**About this task:** Read through the material below and copy each line in which the word "grid" occurs.

**Listed records:**
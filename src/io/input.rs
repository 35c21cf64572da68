//! Parses the puzzle input format: zero or more puzzles, each a
//! cardinality-bound line followed by one or more equal-length field
//! lines, terminated by a blank line or end-of-file.

use nom::character::complete::{digit1, one_of};
use nom::multi::many1;
use nom::IResult;

use crate::error::CliError;
use crate::grid::Grid;

/// One parsed puzzle: its cardinality bound and its field.
#[derive(Debug)]
pub struct Puzzle {
    /// the cardinality bound K
    pub k: usize,
    /// the parsed field
    pub grid: Grid,
}

/// Parses the leading decimal digits of a puzzle's first line, without
/// converting them to a number yet — the digit string may be too long to
/// fit a `usize`, which the caller turns into a clean error rather than a
/// panic.
fn parse_k(line: &str) -> IResult<&str, &str> {
    digit1(line)
}

/// Parses one field row into a `0`/`1` vector; `'.'` is empty, `'@'` is a
/// strawberry.
fn parse_row(line: &str) -> IResult<&str, Vec<u8>> {
    let (rest, cells) = many1(one_of(".@"))(line)?;
    Ok((rest, cells.into_iter().map(|c| if c == '@' { 1 } else { 0 }).collect()))
}

/// Parses the whole input text into puzzles.
pub fn parse_puzzles(text: &str) -> Result<Vec<Puzzle>, CliError> {
    let mut puzzles = Vec::new();
    let mut lines = text.lines().peekable();

    while let Some(line) = lines.next() {
        if line.trim().is_empty() {
            continue; // tolerate blank runs between puzzles
        }

        let (_, digits) = parse_k(line.trim_start())
            .map_err(|_| CliError::MalformedInput(format!("expected a cardinality digit, got {line:?}")))?;
        let k = digits.parse::<usize>().map_err(|e| {
            CliError::MalformedInput(format!("cardinality {digits:?} is not a valid number: {e}"))
        })?;

        let mut rows: Vec<Vec<u8>> = Vec::new();
        let mut width = None;
        while let Some(next) = lines.peek() {
            if next.trim().is_empty() {
                lines.next();
                break;
            }
            let row_line = lines.next().expect("peek just confirmed a line is present");
            match width {
                None => width = Some(row_line.len()),
                Some(expected) if expected != row_line.len() => {
                    return Err(CliError::MalformedInput(format!(
                        "ragged row: expected {expected} columns, got {} in {row_line:?}",
                        row_line.len()
                    )));
                }
                _ => {}
            }
            let (remainder, row) = parse_row(row_line)
                .map_err(|_| CliError::MalformedInput(format!("unrecognized cell character in {row_line:?}")))?;
            if !remainder.is_empty() {
                return Err(CliError::MalformedInput(format!("unrecognized cell character in {row_line:?}")));
            }
            rows.push(row);
        }

        if rows.is_empty() {
            return Err(CliError::MalformedInput(format!(
                "puzzle with K={k} has a cardinality line but no field rows"
            )));
        }

        puzzles.push(Puzzle { k, grid: Grid::new(rows) });
    }

    Ok(puzzles)
}

#[cfg(test)]
mod tests {
    use super::*;

    #[test]
    fn parses_a_single_puzzle() {
        let text = "1\n@..\n...\n..@\n";
        let puzzles = parse_puzzles(text).unwrap();
        assert_eq!(puzzles.len(), 1);
        assert_eq!(puzzles[0].k, 1);
        assert_eq!(puzzles[0].grid.num_rows(), 3);
        assert_eq!(puzzles[0].grid.num_columns(), 3);
    }

    #[test]
    fn parses_multiple_blank_separated_puzzles() {
        let text = "1\n@\n\n2\n@.@\n";
        let puzzles = parse_puzzles(text).unwrap();
        assert_eq!(puzzles.len(), 2);
        assert_eq!(puzzles[1].k, 2);
    }

    #[test]
    fn trailing_puzzle_without_blank_line_is_still_processed() {
        let text = "1\n@..\n...\n..@";
        let puzzles = parse_puzzles(text).unwrap();
        assert_eq!(puzzles.len(), 1);
    }

    #[test]
    fn rejects_ragged_rows() {
        let text = "1\n@..\n.\n";
        assert!(matches!(parse_puzzles(text), Err(CliError::MalformedInput(_))));
    }

    #[test]
    fn rejects_unrecognized_characters() {
        let text = "1\n@.x\n";
        assert!(matches!(parse_puzzles(text), Err(CliError::MalformedInput(_))));
    }

    #[test]
    fn rejects_missing_cardinality_line() {
        let text = "@..\n...\n";
        assert!(matches!(parse_puzzles(text), Err(CliError::MalformedInput(_))));
    }

    #[test]
    fn rejects_cardinality_overflowing_usize() {
        let text = "99999999999999999999999999\n@\n";
        assert!(matches!(parse_puzzles(text), Err(CliError::MalformedInput(_))));
    }
}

**Solution:**
use crate::grid::Grid;
    pub grid: Grid,
        puzzles.push(Puzzle { k, grid: Grid::new(rows) });
        assert_eq!(puzzles[0].grid.num_rows(), 3);
        assert_eq!(puzzles[0].grid.num_columns(), 3);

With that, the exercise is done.